Demande d'injonction contre les opposants - Rabaska: le juge prend la cause en délibéré

Le juge Michel Caron, de la Cour supérieure du district de Québec, a pris en délibéré hier la demande d'injonction réclamée par l'administration portuaire de Québec contre plusieurs des adversaires du projet Rabaska, un projet piloté par Gaz Métro, Gaz de France et Enbridge.

L'administration du port de Québec demande au tribunal d'interdire non seulement à divers opposants du projet Rabaska de prendre contact avec ses clients dont les croisières font escale à Québec, mais aussi à toute personne au Québec de débattre des impacts potentiels du projet sur les croisières sans avoir la permission de l'administration portuaire.

Un témoin de l'administration portuaire a cependant admis hier, durant l'audience, que les promoteurs de Rabaska pourraient, eux, prendre contact avec les clients du port sans lui demander la permission s'ils veulent les rassurer quant à la sécurité des grands navires de croisière dans le chenal fluvial où se retrouveront aussi les méthaniers géants.

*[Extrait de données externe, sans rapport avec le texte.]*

//! libSQL run registry and checkpoint store.
//!
//! The [`Storage`] struct wraps a local libSQL database holding one row per
//! pipeline run plus a full [`RunState`] snapshot after every committed
//! phase. The CLI is the sole writer; `battlecard list` reads the registry.

mod migrations;

use std::path::Path;
use std::sync::Arc;

use async_trait::async_trait;
use battlecard_engine::CheckpointSink;
use battlecard_shared::{BattleCardError, Phase, Result, RunId, RunState, RunStatus};
use chrono::Utc;
use libsql::{Connection, Database, params};

/// One row of the run registry.
#[derive(Debug, Clone)]
pub struct RunSummary {
    pub id: String,
    pub company: String,
    pub status: String,
    pub started_at: String,
    pub finished_at: Option<String>,
    pub artifact_path: Option<String>,
}

/// Primary storage handle wrapping a libSQL database.
pub struct Storage {
    #[allow(dead_code)]
    db: Database,
    conn: Connection,
}

impl Storage {
    /// Open or create a database at `path`, applying pending migrations.
    pub async fn open(path: &Path) -> Result<Self> {
        if let Some(parent) = path.parent() {
            std::fs::create_dir_all(parent).map_err(|e| BattleCardError::io(parent, e))?;
        }

        let db = libsql::Builder::new_local(path)
            .build()
            .await
            .map_err(|e| BattleCardError::Storage(e.to_string()))?;
        let conn = db
            .connect()
            .map_err(|e| BattleCardError::Storage(e.to_string()))?;

        let storage = Self { db, conn };
        storage.run_migrations().await?;
        Ok(storage)
    }

    async fn run_migrations(&self) -> Result<()> {
        let current_version = self.get_schema_version().await;

        for migration in migrations::all_migrations() {
            if migration.version > current_version {
                tracing::info!(
                    version = migration.version,
                    description = migration.description,
                    "applying migration"
                );
                self.conn.execute_batch(migration.sql).await.map_err(|e| {
                    BattleCardError::Storage(format!(
                        "migration v{} failed: {e}",
                        migration.version
                    ))
                })?;
            }
        }
        Ok(())
    }

    /// Get the current schema version, or 0 if no migrations have been applied.
    async fn get_schema_version(&self) -> u32 {
        let result = self
            .conn
            .query("SELECT MAX(version) FROM schema_migrations", params![])
            .await;

        match result {
            Ok(mut rows) => {
                if let Ok(Some(row)) = rows.next().await {
                    row.get::<u32>(0).unwrap_or(0)
                } else {
                    0
                }
            }
            Err(_) => 0, // Table doesn't exist yet
        }
    }

    // -----------------------------------------------------------------------
    // Run registry
    // -----------------------------------------------------------------------

    /// Register a run when it starts. Status begins as "running".
    pub async fn register_run(&self, run_id: &RunId, state: &RunState) -> Result<()> {
        self.conn
            .execute(
                "INSERT INTO runs (id, company, status, started_at)
                 VALUES (?1, ?2, 'running', ?3)",
                params![
                    run_id.to_string(),
                    state.company_name.as_str(),
                    state.started_at.to_rfc3339(),
                ],
            )
            .await
            .map_err(|e| BattleCardError::Storage(e.to_string()))?;
        Ok(())
    }

    /// Record a run's terminal status and summary counts.
    pub async fn finish_run(
        &self,
        run_id: &RunId,
        status: RunStatus,
        state: &RunState,
    ) -> Result<()> {
        let now = Utc::now().to_rfc3339();
        self.conn
            .execute(
                "UPDATE runs SET
                   status = ?1,
                   finished_at = ?2,
                   artifact_path = ?3,
                   competitors = ?4,
                   pricing_plans = ?5,
                   news_items = ?6,
                   errors = ?7
                 WHERE id = ?8",
                params![
                    status.as_str(),
                    now.as_str(),
                    state.artifact_path.as_deref(),
                    state.competitors.len() as i64,
                    state
                        .pricing_record
                        .as_ref()
                        .map(|r| r.len() as i64)
                        .unwrap_or(0),
                    state.news_items.len() as i64,
                    state.errors.len() as i64,
                    run_id.to_string(),
                ],
            )
            .await
            .map_err(|e| BattleCardError::Storage(e.to_string()))?;
        Ok(())
    }

    /// List registered runs, newest first.
    pub async fn list_runs(&self) -> Result<Vec<RunSummary>> {
        let mut rows = self
            .conn
            .query(
                "SELECT id, company, status, started_at, finished_at, artifact_path
                 FROM runs ORDER BY started_at DESC",
                params![],
            )
            .await
            .map_err(|e| BattleCardError::Storage(e.to_string()))?;

        let mut results = Vec::new();
        while let Ok(Some(row)) = rows.next().await {
            results.push(RunSummary {
                id: row
                    .get::<String>(0)
                    .map_err(|e| BattleCardError::Storage(e.to_string()))?,
                company: row
                    .get::<String>(1)
                    .map_err(|e| BattleCardError::Storage(e.to_string()))?,
                status: row
                    .get::<String>(2)
                    .map_err(|e| BattleCardError::Storage(e.to_string()))?,
                started_at: row
                    .get::<String>(3)
                    .map_err(|e| BattleCardError::Storage(e.to_string()))?,
                finished_at: row.get::<String>(4).ok(),
                artifact_path: row.get::<String>(5).ok(),
            });
        }
        Ok(results)
    }

    // -----------------------------------------------------------------------
    // Checkpoints
    // -----------------------------------------------------------------------

    /// Store a full state snapshot after a committed phase.
    pub async fn record_checkpoint(
        &self,
        run_id: &RunId,
        phase: Phase,
        state: &RunState,
    ) -> Result<()> {
        let state_json = serde_json::to_string(state)
            .map_err(|e| BattleCardError::Storage(format!("serialize checkpoint: {e}")))?;
        self.conn
            .execute(
                "INSERT INTO checkpoints (run_id, phase, state_json, created_at)
                 VALUES (?1, ?2, ?3, ?4)",
                params![
                    run_id.to_string(),
                    phase.as_str(),
                    state_json.as_str(),
                    Utc::now().to_rfc3339(),
                ],
            )
            .await
            .map_err(|e| BattleCardError::Storage(e.to_string()))?;
        Ok(())
    }

    /// Latest checkpoint for a run, if any.
    pub async fn latest_checkpoint(&self, run_id: &RunId) -> Result<Option<(String, RunState)>> {
        let mut rows = self
            .conn
            .query(
                "SELECT phase, state_json FROM checkpoints
                 WHERE run_id = ?1 ORDER BY id DESC LIMIT 1",
                params![run_id.to_string()],
            )
            .await
            .map_err(|e| BattleCardError::Storage(e.to_string()))?;

        match rows.next().await {
            Ok(Some(row)) => {
                let phase: String = row
                    .get(0)
                    .map_err(|e| BattleCardError::Storage(e.to_string()))?;
                let json: String = row
                    .get(1)
                    .map_err(|e| BattleCardError::Storage(e.to_string()))?;
                let state: RunState = serde_json::from_str(&json)
                    .map_err(|e| BattleCardError::Storage(format!("corrupt checkpoint: {e}")))?;
                Ok(Some((phase, state)))
            }
            Ok(None) => Ok(None),
            Err(e) => Err(BattleCardError::Storage(e.to_string())),
        }
    }
}

// ---------------------------------------------------------------------------
// CheckpointSink
// ---------------------------------------------------------------------------

/// Adapter giving the engine a durable checkpoint target for one run.
pub struct RunCheckpointer {
    storage: Arc<Storage>,
    run_id: RunId,
}

impl RunCheckpointer {
    pub fn new(storage: Arc<Storage>, run_id: RunId) -> Self {
        Self { storage, run_id }
    }
}

#[async_trait]
impl CheckpointSink for RunCheckpointer {
    async fn checkpoint(&self, state: &RunState, committed: Phase) -> Result<()> {
        self.storage
            .record_checkpoint(&self.run_id, committed, state)
            .await
    }
}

Me Stéphane Galibois représentait hier le militant environnemental Patrick Plante, qui a écrit une lettre à la Holland America Lines le 3 novembre pour décrire les problèmes de trafic maritime attribuables, à son avis, aux éventuels méthaniers. Patrick Plante est la première cible de la demande d'injonction. Me Galibois représentait aussi les autres personnes et groupes mis en cause par le Port de Québec, dont le Groupe d'initiative et de recherche appliqué au milieu (GIRAM). Le plaidoyer de ces défendeurs a permis d'apprendre que leur seul lien avec l'auteur unique de la lettre qui aurait fait frémir la Holland était leurs liens Internet et leur opposition commune au projet Rabaska.

Le procureur des défendeurs dans cette cause a fait valoir que la demande d'injonction de l'administration portuaire brimait la liberté d'opinion et d'expression et qu'il n'est pas dans la tradition juridique d'empêcher par anticipation des propos et commentaires légitimes, d'autant plus qu'il y aura une commission fédérale-provinciale pour apprécier tous ces arguments à leur juste valeur dans le cadre d'un débat public que la loi québécoise balise pour qu'il soit le plus ouvert possible. Me Galibois a souligné que l'administration portuaire aurait pu simplement écrire à son client pour le rassurer et lui envoyer une copie du rapport final de la commission fédérale-provinciale qui doit en faire une évaluation complète en toute indépendance.